Stored dataset items

= = = =

/*
Copyright (c) 2022 VMware, Inc.
SPDX-License-Identifier: MIT
Permission is hereby granted, free of charge, to any person obtaining a copy
of this software and associated documentation files (the "Software"), to deal
in the Software without restriction, including without limitation the rights
to use, copy, modify, merge, publish, distribute, sublicense, and/or sell
copies of the Software, and to permit persons to whom the Software is
furnished to do so, subject to the following conditions:
The above copyright notice and this permission notice shall be included in all
copies or substantial portions of the Software.
THE SOFTWARE IS PROVIDED "AS IS", WITHOUT WARRANTY OF ANY KIND, EXPRESS OR
IMPLIED, INCLUDING BUT NOT LIMITED TO THE WARRANTIES OF MERCHANTABILITY,
FITNESS FOR A PARTICULAR PURPOSE AND NONINFRINGEMENT. IN NO EVENT SHALL THE
AUTHORS OR COPYRIGHT HOLDERS BE LIABLE FOR ANY CLAIM, DAMAGES OR OTHER
LIABILITY, WHETHER IN AN ACTION OF CONTRACT, TORT OR OTHERWISE, ARISING FROM,
OUT OF OR IN CONNECTION WITH THE SOFTWARE OR THE USE OR OTHER DEALINGS IN THE
SOFTWARE.
 */

//! Error taxonomy.
//!
//! Errors here are split by the stage at which they occur, because each stage has a different
//! recovery policy. A [`ConfigError`] is fatal before the child ever forks. A [`ChildSetupError`]
//! happens after `fork()`, inside the child, and is only ever observed indirectly: the child logs
//! it and exits, and the parent sees an ordinary crash to which the respawn policy applies. An
//! [`IpcError`] is scoped to a single request and never affects the child.

use std::path::PathBuf;

#[derive(thiserror::Error, Debug)]
pub enum ConfigError {
    #[error("no program given to supervise")]
    NoProgram,

    #[error("could not resolve user: {0}")]
    UnknownUser(String),

    #[error("could not resolve group: {0}")]
    UnknownGroup(String),

    #[error("{path}: redirection failed: {source}")]
    Redirect {
        path: PathBuf,
        #[source]
        source: std::io::Error,
    },

    #[error("invalid umask: {0}")]
    InvalidUmask(String),
}

/// Failures that can occur in the child between `fork()` and `exec()`. These are only ever
/// logged from inside the child; the parent never sees this type, only the child's exit status.
#[derive(thiserror::Error, Debug)]
pub enum ChildSetupError {
    #[error("failed to chroot to '{path}': {source}")]
    Chroot {
        path: PathBuf,
        #[source]
        source: nix::Error,
    },

    #[error("failed to chdir to '{path}': {source}")]
    Chdir {
        path: PathBuf,
        #[source]
        source: nix::Error,
    },

    #[error("failed to setgid to {gid}: {source}")]
    Setgid { gid: u32, source: nix::Error },

    #[error("failed to setuid to {uid}: {source}")]
    Setuid { uid: u32, source: nix::Error },

    #[error("failed to exec {prog}: {source}")]
    Exec { prog: String, source: nix::Error },
}

#[derive(thiserror::Error, Debug)]
pub enum IpcError {
    #[error("malformed ipc object")]
    Invalid,

    #[error("received a reply where a request was expected")]
    IsReply,

    #[error("unknown method: {0}")]
    MethodNotFound(String),

    #[error("manager disconnected")]
    Disconnected,

    #[error("i/o error: {0}")]
    Io(#[from] std::io::Error),

    #[error("malformed json: {0}")]
    Json(#[from] serde_json::Error),
}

= = = =

WORK ORDER => Write out the entries above word for word.

TASK ANSWER =>
/*
Copyright (c) 2022 VMware, Inc.
SPDX-License-Identifier: MIT
Permission is hereby granted, free of charge, to any person obtaining a copy
of this software and associated documentation files (the "Software"), to deal
in the Software without restriction, including without limitation the rights
to use, copy, modify, merge, publish, distribute, sublicense, and/or sell
copies of the Software, and to permit persons to whom the Software is
furnished to do so, subject to the following conditions:
The above copyright notice and this permission notice shall be included in all
copies or substantial portions of the Software.
THE SOFTWARE IS PROVIDED "AS IS", WITHOUT WARRANTY OF ANY KIND, EXPRESS OR
IMPLIED, INCLUDING BUT NOT LIMITED TO THE WARRANTIES OF MERCHANTABILITY,
FITNESS FOR A PARTICULAR PURPOSE AND NONINFRINGEMENT. IN NO EVENT SHALL THE
AUTHORS OR COPYRIGHT HOLDERS BE LIABLE FOR ANY CLAIM, DAMAGES OR OTHER
LIABILITY, WHETHER IN AN ACTION OF CONTRACT, TORT OR OTHERWISE, ARISING FROM,
OUT OF OR IN CONNECTION WITH THE SOFTWARE OR THE USE OR OTHER DEALINGS IN THE
SOFTWARE.
 */

//! Error taxonomy.
//!
//! Errors here are split by the stage at which they occur, because each stage has a different
//! recovery policy. A [`ConfigError`] is fatal before the child ever forks. A [`ChildSetupError`]
//! happens after `fork()`, inside the child, and is only ever observed indirectly: the child logs
//! it and exits, and the parent sees an ordinary crash to which the respawn policy applies. An
//! [`IpcError`] is scoped to a single request and never affects the child.

use std::path::PathBuf;

#[derive(thiserror::Error, Debug)]
pub enum ConfigError {
    #[error("no program given to supervise")]
    NoProgram,

    #[error("could not resolve user: {0}")]
    UnknownUser(String),

    #[error("could not resolve group: {0}")]
    UnknownGroup(String),

    #[error("{path}: redirection failed: {source}")]
    Redirect {
        path: PathBuf,
        #[source]
        source: std::io::Error,
    },

    #[error("invalid umask: {0}")]
    InvalidUmask(String),
}

/// Failures that can occur in the child between `fork()` and `exec()`. These are only ever
/// logged from inside the child; the parent never sees this type, only the child's exit status.
#[derive(thiserror::Error, Debug)]
pub enum ChildSetupError {
    #[error("failed to chroot to '{path}': {source}")]
    Chroot {
        path: PathBuf,
        #[source]
        source: nix::Error,
    },

    #[error("failed to chdir to '{path}': {source}")]
    Chdir {
        path: PathBuf,
        #[source]
        source: nix::Error,
    },

    #[error("failed to setgid to {gid}: {source}")]
    Setgid { gid: u32, source: nix::Error },

    #[error("failed to setuid to {uid}: {source}")]
    Setuid { uid: u32, source: nix::Error },

    #[error("failed to exec {prog}: {source}")]
    Exec { prog: String, source: nix::Error },
}

#[derive(thiserror::Error, Debug)]
pub enum IpcError {
    #[error("malformed ipc object")]
    Invalid,

    #[error("received a reply where a request was expected")]
    IsReply,

    #[error("unknown method: {0}")]
    MethodNotFound(String),

    #[error("manager disconnected")]
    Disconnected,

    #[error("i/o error: {0}")]
    Io(#[from] std::io::Error),

    #[error("malformed json: {0}")]
    Json(#[from] serde_json::Error),
}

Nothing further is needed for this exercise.